Swift has come a long way since its initial release just more than 2 years ago, back in June of 2014. The programming language has quickly risen to one of the top contenders for application development, but also traditional web developers could draw on Swift’s benefits.
We’ve been in contact with Nodes, a high-end UK mobile development agency, these days mainly dealing with enterprise clients and budgets to match. Because Swift has bridged the gap between backend and frontend development, as well as being open-source and available on Linux, the language has been of great interest to the company, ever since Swift’s inception, but perhaps even more so with version 3.0 which was the first update to the language after going open-source.
Casper Rasmussen, CTO has been quoted: »Ever since day one we have been developing with and following the activity around Swift.
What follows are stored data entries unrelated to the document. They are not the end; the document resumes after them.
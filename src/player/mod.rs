//! Player controller module for PlayDeck
//!
//! This module hosts the controller that keeps a playback element and a set
//! of UI control widgets in sync: playback state into glyphs, position into
//! the progress bar and clock, volume into the fill bar and volume icon,
//! and user interactions back into element mutations.

mod controller;
pub mod display;

pub use controller::PlayerController;

/// Volume fractions below this snap to exact silence.
pub const VOLUME_SNAP_FLOOR: f64 = 0.1;

/// Volume fractions above this snap to exact maximum.
pub const VOLUME_SNAP_CEIL: f64 = 0.9;

/// Tier boundary between the "down" and "up" volume glyphs.
pub const VOLUME_TIER_SPLIT: f64 = 0.5;

/// Controller configuration
#[derive(Debug, Clone, serde::Serialize, serde::Deserialize)]
pub struct PlayerConfig {
    /// Volume restored by the first unmute when nothing was remembered yet (0.0 to 1.0)
    pub default_volume: f64,

    /// Playback rates offered by the speed selector
    pub speed_presets: Vec<f64>,
}

impl Default for PlayerConfig {
    fn default() -> Self {
        Self {
            default_volume: 0.5,
            speed_presets: vec![0.5, 0.75, 1.0, 1.5, 2.0],
        }
    }
}

/// Glyph shown on the play control
#[derive(Debug, Clone, Copy, PartialEq, Eq)]
pub enum PlaybackGlyph {
    /// Playback can be started
    Play,

    /// Playback is running and can be paused
    Pause,

    /// Playback reached the end of the media
    Replay,
}

impl PlaybackGlyph {
    /// Icon character for text surfaces
    pub fn symbol(&self) -> &'static str {
        match self {
            PlaybackGlyph::Play => "▶",
            PlaybackGlyph::Pause => "⏸",
            PlaybackGlyph::Replay => "↻",
        }
    }

    /// Tooltip text for the play control
    pub fn tooltip(&self) -> &'static str {
        match self {
            PlaybackGlyph::Play => "Play",
            PlaybackGlyph::Pause => "Pause",
            PlaybackGlyph::Replay => "Replay",
        }
    }
}

/// Glyph shown on the volume control
#[derive(Debug, Clone, Copy, PartialEq, Eq)]
pub enum VolumeGlyph {
    /// Volume above the tier split
    Up,

    /// Volume at or below the tier split, but audible
    Down,

    /// Volume is exactly zero
    Off,

    /// Silenced through the mute toggle
    Muted,
}

impl VolumeGlyph {
    /// Icon character for text surfaces
    pub fn symbol(&self) -> &'static str {
        match self {
            VolumeGlyph::Up => "🔊",
            VolumeGlyph::Down => "🔉",
            VolumeGlyph::Off => "🔈",
            VolumeGlyph::Muted => "🔇",
        }
    }

    /// Tooltip text for the volume control
    pub fn tooltip(&self) -> &'static str {
        match self {
            VolumeGlyph::Muted => "Unmute",
            _ => "Mute",
        }
    }
}

/// Pick the volume glyph for an effective volume level.
///
/// The mute toggle produces [`VolumeGlyph::Muted`] directly; this mapping
/// only covers volumes chosen on the slider.
pub fn volume_glyph(volume: f64) -> VolumeGlyph {
    if volume > VOLUME_TIER_SPLIT {
        VolumeGlyph::Up
    } else if volume > 0.0 {
        VolumeGlyph::Down
    } else {
        VolumeGlyph::Off
    }
}

/// Apply the snap-to-extreme policy to a raw volume fraction.
///
/// Clicks near the ends of the track land on exact silence or exact maximum
/// so neither requires pixel-perfect aim; everything in between is used
/// unchanged.
pub fn snap_volume(fraction: f64) -> f64 {
    if fraction < VOLUME_SNAP_FLOOR {
        0.0
    } else if fraction > VOLUME_SNAP_CEIL {
        1.0
    } else {
        fraction
    }
}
In the early days it was sort of a bumpy ride, but we saw fast and effective updates on a regular basis, and once Apple released Swift 2.0 we saw a really stable and promising technology. We are pleased with being among the early adopters, and having gained valuable experience is of great benefit to us.«
Consolidating multiple languages
While Hybrid App Development has been gaining traction these past few years, the trend has been to gather as much code and programming as possible, in as few frameworks and environments as possible. The reasons for this are logical and rather obvious, mainly to cut down on time and to increase productivity, all while eliminating overhead from merging programming languages, minimizing compiling errors and compatibility issues.
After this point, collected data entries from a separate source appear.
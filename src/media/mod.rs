//! Playback element seam for PlayDeck
//!
//! The native media engine (decoding, rendering, buffering, audio mixing)
//! lives behind this boundary. The controller only reads and writes the
//! playback attributes below and reacts to the lifecycle events the engine
//! emits; it never drives decoding itself.

pub mod sim;

pub use sim::SimMediaElement;

use crate::utils::error::Result;

/// Playback element trait defining the interface to the media engine
pub trait MediaElement: Send {
    /// Current playback position in seconds
    fn current_time(&self) -> f64;

    /// Move the playback position
    ///
    /// # Arguments
    ///
    /// * `seconds` - Target position; the element clamps it into the media range
    fn set_current_time(&mut self, seconds: f64);

    /// Media length in seconds, `None` until metadata is loaded
    fn duration(&self) -> Option<f64>;

    /// Whether playback is currently paused
    fn is_paused(&self) -> bool;

    /// Request playback to start
    ///
    /// Hosts may reject the request (no media loaded, playback policy).
    fn play(&mut self) -> Result<()>;

    /// Request playback to pause
    fn pause(&mut self) -> Result<()>;

    /// Current volume (0.0 to 1.0)
    fn volume(&self) -> f64;

    /// Set the volume
    ///
    /// # Arguments
    ///
    /// * `volume` - Volume level (0.0 to 1.0)
    fn set_volume(&mut self, volume: f64);

    /// Current playback rate multiplier
    fn playback_rate(&self) -> f64;

    /// Set the playback rate multiplier
    fn set_playback_rate(&mut self, rate: f64);
}

/// Lifecycle events emitted by the playback element
#[derive(Debug, Clone, Copy, PartialEq, Eq)]
pub enum MediaEvent {
    /// First frame is ready and metadata (duration) is known
    CanPlay,

    /// Playback position advanced
    TimeUpdate,

    /// Playback reached the end of the media
    Ended,
}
While it’s not public knowledge what apps have been developed with Swift as their framework, a google search revealed a few announcements, and this article by Duolingo tells the story of how they developed the so-called Duolingo Test Center App using Apple’s Swift language.
Now Swift 3.0 has enabled developers to develop backend and frontend with the same language, and that alone is a valuable experience, but the developers at Nodes are now looking at frameworks with even more functionality, and more frequent updates than the lumbering giant of Apple could ever hope to achieve.
Frameworks for Swift
A few notable frameworks include Quick, Perfect, Kitura by IBM and Vapor. These are all larger frameworks, more or less complete and standalone, but hundreds of minor addons and hacks are available of course, and this well-curated list at github showcases stome of the awesome Swift projects available.
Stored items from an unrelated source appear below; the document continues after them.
//! Control surface seam for PlayDeck
//!
//! The UI widget set lives behind this boundary: progress and volume fill
//! bars, the play and volume controls with their tooltips, the clock text,
//! and the fullscreen marker. The controller writes fractions and glyphs;
//! how a surface renders them (CSS widths, terminal cells, egui rects) is
//! its own business.

pub mod console;

pub use console::ConsoleSurface;

use crate::player::{PlaybackGlyph, VolumeGlyph};
use crate::utils::error::Result;

/// Control surface trait defining the widget interface
pub trait ControlSurface: Send {
    /// Swap the play control's icon and tooltip
    fn set_play_control(&mut self, glyph: PlaybackGlyph) -> Result<()>;

    /// Resize the progress fill
    ///
    /// # Arguments
    ///
    /// * `fraction` - Played fraction of the media (0.0 to 1.0)
    fn set_progress_fill(&mut self, fraction: f64) -> Result<()>;

    /// Update the clock text
    ///
    /// # Arguments
    ///
    /// * `elapsed` - Formatted elapsed time
    /// * `duration` - Formatted media length, or a placeholder while unknown
    fn set_clock(&mut self, elapsed: &str, duration: &str) -> Result<()>;

    /// Resize the volume fill
    ///
    /// # Arguments
    ///
    /// * `fraction` - Effective volume (0.0 to 1.0)
    fn set_volume_fill(&mut self, fraction: f64) -> Result<()>;

    /// Swap the volume control's icon and tooltip
    fn set_volume_control(&mut self, glyph: VolumeGlyph) -> Result<()>;

    /// Add or remove the fullscreen marker on the playback surface
    fn set_fullscreen_marker(&mut self, active: bool) -> Result<()>;

    /// Request fullscreen presentation from the host
    fn enter_fullscreen(&mut self) -> Result<()>;

    /// Request the host to leave fullscreen presentation
    fn exit_fullscreen(&mut self) -> Result<()>;
}

/// User interactions arriving from the control surface
#[derive(Debug, Clone, Copy, PartialEq)]
pub enum SurfaceEvent {
    /// Play button clicked
    PlayButton,

    /// The video frame itself was clicked
    VideoFrame,

    /// Progress track clicked at `offset_x` within a track `track_width` wide
    ProgressClick { offset_x: f64, track_width: f64 },

    /// Volume track clicked at `offset_x` within a track `track_width` wide
    VolumeClick { offset_x: f64, track_width: f64 },

    /// Volume icon clicked (mute toggle)
    VolumeIcon,

    /// Speed selector changed to a new playback rate
    SpeedSelected { rate: f64 },

    /// Fullscreen button clicked
    FullscreenButton,

    /// Host notification that fullscreen presentation changed externally
    FullscreenChanged { active: bool },
}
»Back in February, we came across these two developers at Github, who had started developing a web-specific framework for Swift inspired by Laravel, and within a short timeframe the community on Github had showed great interest. We entered a dialogue with the developers, and at some point asked them what they would need in order for Vapor to be ready at Swift’s 3.0 release. Both of the developers were working part time on the project, and so they answered that they would need to work full-time with Vapor. One thing led to another and we invested in them and their project.« Casper Rasmussen said.
From pet project to full time job
Vapor is headed by Tanner Nelson and Logan Wright, and as of the 25th of August they are assisted by more than 40 voluntary and passionate contributors on Github directly. Vapor has been making itself known on the large repository site, by harvesting an unusual amount of Stars and Forks compared to the project’s age.
»Apart from helping the open-source community, and having the Vapor framework available for our own developers, we’re also aware of the aspect of employer-branding by investing in Vapor. The developers interested in this framework are very much individuals we would like to put on our shortlist of potential employees.« explains Casper Rasmussen.
He continues, »We never intended this investment leading to Vapor becoming a ‘Corporate’ project, even if we are paying for Vapor 1.0 can be ready for Swift 3.0’s release in september. We are very interested in keeping the framework part of an open community and attracting the talents naturally seeking open-source solutions.«
What sets Vapor apart from similar frameworks are some more technical aspects, such as the possibility of programming all server related code as well in Swift. There’s also a security benefit since the framework compiles with a plethora of safety features, usually not available in open-source languages.
»Most of the popular web development frameworks are not utilizing a runtime. With Swift and Vapor, we have seen some exceptional benchmarks, with speeds up to 50-60 times what we normally experience. With a runtime we can also utilize the server resources more efficiently, and unlike scripts, there’s no need to restart our services either.« Casper Rasmussen explains.
The future of frameworks
According to Casper Rasmussen, established frameworks such as .Net and Java suffers from the fact that they have been on the market for a long time, more than 20 years in the case of Java. Twenty years have seen an incredible number of changes in the world of development, and the code is significantly ‘heavier’ and carries many outdated ways of handling things. Even Node.js which saw the first light of day back in 2009 has it’s own issues such as being less strict, but the most important is the fact that Nodes.js was not designed for server-side development, which in today’s markets have become an important factor.
Swift, Vapor and similar frameworks have been designed within the past 2 years, and have stood on the shoulders of the aforementioned technologies and languages, and even with the compact codebases compared to the older framework it is possible to code most of the things you could code in .Net or Java.
The tendency of consolidating coding languages and frameworks into just a few, compared to the large number of possible choices developes currently have, makes sense for several reasons, and Nodes is far from the only developers doing this. This post by whoishiring.io, provides some good insight into what current job seekers are looking for with regards to languages, although the sample date seems to just stem from that job-site, it should serve the purpose well.